As Caribbean countries continue their fight to throw off the tax haven label, some explosive information about the tax and financial affairs of people and companies who appeared to have invested or sheltered huge amounts of cash in offshore tax havens, including in the Caribbean, has been released.
The secret dealings of people from Queen Elizabeth II to prime ministers and politicians have been disclosed in the Paradise Papers – more than 13 million leaked secret corporate files related to offshore law firm Appleby. The papers also contain more than half a million files from the Singapore-headquartered Asiaciti Trust, a family-run offshore specialist that has satellite offices from Samoa in the South Pacific to St Kitts’ sister isle Nevis; as well as documents from corporate registries in 19 tax havens, 12 of them in the Caribbean – Antigua and Barbuda, Aruba, the Bahamas, Barbados, Bermuda, the Cayman Islands, Dominica, Grenada, St Kitts and Nevis, St Lucia, St Vincent and the Grenadines, and Trinidad and Tobago.

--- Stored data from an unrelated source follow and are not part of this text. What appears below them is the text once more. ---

//! Command line front end for layout-preserving PDF translation.

use anyhow::{Context, Result};
use clap::{Parser, ValueEnum};
use indicatif::{ProgressBar, ProgressStyle};
use std::path::PathBuf;
use tracing::{warn, Level};
use tracing_subscriber::FmtSubscriber;
use translayout_core::{AppConfig, Device, DocumentTranslator, Lang};

/// Exit code reported after an interrupt, 128 + SIGINT.
const EXIT_INTERRUPTED: i32 = 130;

#[derive(Debug, Clone, Copy, ValueEnum)]
enum DeviceOption {
    Auto,
    Cpu,
    Cuda,
    Mps,
}

impl From<DeviceOption> for Device {
    fn from(opt: DeviceOption) -> Self {
        match opt {
            DeviceOption::Auto => Self::Auto,
            DeviceOption::Cpu => Self::Cpu,
            DeviceOption::Cuda => Self::Cuda,
            DeviceOption::Mps => Self::Mps,
        }
    }
}

#[derive(Parser, Debug)]
#[command(name = "translayout")]
#[command(author, version, about = "Translate PDF documents while preserving layout", long_about = None)]
struct Args {
    /// Input PDF file
    #[arg(required = true)]
    input: PathBuf,

    /// Output PDF file (default: <input>_translated.pdf)
    #[arg(short, long)]
    output: Option<PathBuf>,

    /// Source language code
    #[arg(short = 's', long, default_value = "en")]
    source: String,

    /// Target language code
    #[arg(short = 't', long, default_value = "hi")]
    target: String,

    /// Pages to translate, e.g. "all", "3", "2-5" or "1-3,7"
    #[arg(short = 'p', long, default_value = "all")]
    pages: String,

    /// Rasterization resolution for scanned documents
    #[arg(short = 'd', long, default_value_t = 200)]
    dpi: u32,

    /// Pages per OCR request
    #[arg(short = 'b', long, default_value_t = 4)]
    batch_size: usize,

    /// Compute device for the OCR models
    #[arg(long, value_enum, default_value = "auto")]
    device: DeviceOption,

    /// Translation API base URL
    #[arg(long, env = "OPENAI_API_BASE")]
    api_base: Option<String>,

    /// Translation API key
    #[arg(long, env = "OPENAI_API_KEY")]
    api_key: Option<String>,

    /// Model name for the OpenAI-compatible API
    #[arg(long, env = "OPENAI_MODEL")]
    model: Option<String>,

    /// OCR service endpoint
    #[arg(long)]
    ocr_endpoint: Option<String>,

    /// Config file path
    #[arg(short, long)]
    config: Option<PathBuf>,

    /// Verbose output (-v info, -vv debug, -vvv trace)
    #[arg(short, long, action = clap::ArgAction::Count)]
    verbose: u8,
}

fn build_config(args: &Args) -> Result<AppConfig> {
    let mut config = if let Some(config_path) = &args.config {
        AppConfig::from_file(config_path).context("Failed to load config file")?
    } else {
        AppConfig::load()
    };

    config.source_lang = Lang::new(&args.source);
    config.target_lang = Lang::new(&args.target);
    config.dpi = args.dpi;

    config.ocr.device = args.device.into();
    config.ocr.batch_pages = args.batch_size;
    if let Some(endpoint) = &args.ocr_endpoint {
        config.ocr.endpoint = endpoint.clone();
    }

    if let Some(api_base) = &args.api_base {
        config.translator.api_base = api_base.clone();
    }
    if let Some(api_key) = &args.api_key {
        config.translator.api_key = Some(api_key.clone());
    }
    if let Some(model) = &args.model {
        config.translator.model = model.clone();
    }

    Ok(config)
}

fn default_output(input: &std::path::Path) -> PathBuf {
    let stem = input
        .file_stem()
        .and_then(|s| s.to_str())
        .unwrap_or("output");
    let ext = input.extension().and_then(|e| e.to_str()).unwrap_or("pdf");
    input.with_file_name(format!("{stem}_translated.{ext}"))
}

fn stage_progress_bar() -> ProgressBar {
    let pb = ProgressBar::new(1);
    // Template is hardcoded and valid, unwrap is safe
    #[allow(clippy::unwrap_used)]
    pb.set_style(
        ProgressStyle::default_bar()
            .template("{spinner:.green} [{elapsed_precise}] [{bar:40.cyan/blue}] {pos}/{len} {msg}")
            .unwrap()
            .progress_chars("#>-"),
    );
    pb
}

async fn run(args: Args) -> Result<()> {
    if args.input.extension().and_then(|e| e.to_str()) != Some("pdf") {
        warn!(
            "Input {} does not have a .pdf extension, attempting anyway",
            args.input.display()
        );
    }

    let output = args
        .output
        .clone()
        .unwrap_or_else(|| default_output(&args.input));

    let config = build_config(&args)?;
    let translator =
        DocumentTranslator::new(config).context("Failed to initialize translator")?;

    let pb = stage_progress_bar();
    let pb_handle = pb.clone();
    #[allow(clippy::cast_possible_truncation)]
    let translator = translator.on_progress(Box::new(move |stage, current, total| {
        pb_handle.set_length(total as u64);
        pb_handle.set_position(current as u64);
        pb_handle.set_message(stage.to_string());
    }));

    translator
        .translate_file(&args.input, &output, &args.pages)
        .await
        .context(format!("Failed to translate {}", args.input.display()))?;

    pb.finish_with_message("Done");

    // CLI output is intentional
    #[allow(clippy::print_stdout)]
    {
        println!("Translated PDF saved to: {}", output.display());
    }

    Ok(())
}

#[tokio::main]
async fn main() {
    // Load .env file if present (before parsing args so env vars are available)
    dotenvy::dotenv().ok();

    let args = Args::parse();

    let log_level = match args.verbose {
        0 => Level::WARN,
        1 => Level::INFO,
        2 => Level::DEBUG,
        _ => Level::TRACE,
    };

    FmtSubscriber::builder()
        .with_max_level(log_level)
        .with_target(false)
        .init();

    tokio::select! {
        result = run(args) => {
            if let Err(e) = result {
                #[allow(clippy::print_stderr)]
                {
                    eprintln!("Error: {e:#}");
                }
                std::process::exit(1);
            }
        }
        _ = tokio::signal::ctrl_c() => {
            #[allow(clippy::print_stderr)]
            {
                eprintln!("Interrupted");
            }
            std::process::exit(EXIT_INTERRUPTED);
        }
    }
}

Much like the Panama Papers which involved millions of files leaked last year from Panamanian law firm Mossack Fonseca and showed how some of their clients laundered money, dodged sanctions and avoided tax, the Paradise Papers released over the weekend reveal secrets of the world elite’s hidden wealth.
The latest records expand on the revelations from the Panama Papers investigation by the International Consortium of Investigative Journalists (ICIJ) – a Washington-based group that won a Pulitzer Prize for reporting on the Panama Papers – and its media partners.
“The new files shine a light on a different cast of underexplored island havens, including some with cleaner reputations and higher price tags, such as the Cayman Islands and Bermuda,” the ICIJ said.
“Taken as a whole, the leaks reveal offshore traces of spy planes purchased by the United Arab Emirates, the Barbados explosives company of a Canadian engineer who tried to build a “super gun” for Iraqi dictator Saddam Hussein and the Bermuda company of the late Marcial Maciel Degollado, the influential Mexican priest who founded the Catholic religious order the Legionaries of Christ and whose legacy was marred by allegations of child sexual abuse.”
However, the ICIJ noted that the documents from corporate registries in 19 jurisdictions include more than 1,000 from Antigua and Barbuda which provides no online corporate information and more than 600,000 from the online registry of Barbados, which does not list shareholders or directors.
The files show that millions of pounds from the Queen’s private estate have been invested in a Cayman Islands fund as part of an offshore portfolio that has never before been disclosed. The records show that as of 2007, the queen’s private estate invested in the Cayman Islands fund that in turn invested in a private equity company that controlled UK rent-to-own firm BrightHouse, which was criticized for selling household goods to cash-strapped Britons on payment plans with interest rates as high as 99.9 percent.
A spokesman for the Queen told ICIJ partner The Guardian newspaper that the Duchy has an ongoing investment in the Cayman Island fund and was not aware of the investment in BrightHouse, and that the Queen voluntarily pays tax on income from investments.
The Paradise Papers also revealed the secret dealings of Stephen Bronfman, adviser and close friend of Canadian Prime Minister Justin Trudeau. According to the ICIJ, the files reveal that Bronfman teamed up with others to quietly move millions of dollars to a Cayman trust.
“The offshore maneuvers may have avoided taxes in Canada, the United States and Israel, according to experts who reviewed some of the 3,000-plus files detailing the trust’s activities,” the ICIJ said.
Other politicians with newly disclosed offshore ties include Brazil’s finance minister, Henrique de Campos Meirelles, who created a foundation in Bermuda “for charitable purposes”. He told ICIJ, however, that the foundation he created does not benefit him personally and will support education charities after his death.
Extensive offshore dealings by US President Donald Trump’s cabinet members, advisers and donors have also been exposed, with some of them having connections to offshore companies in Bermuda, the Cayman Islands and Barbados.
The information about the offshore interests of politicians and corporate giants was obtained by German newspaper Süddeutsche Zeitung and shared with the ICIJ and a network of more than 380 journalists in 67 countries.
Nearly 7 million records from Appleby and affiliates cover the period from 1950 to 2016 and include emails, billion-dollar loan agreements and bank statements involving at least 25,000 entities connected to people in 180 countries.
Appleby released an online statement saying it had investigated ICIJ’s questions and is “satisfied that there is no evidence of any wrongdoing.”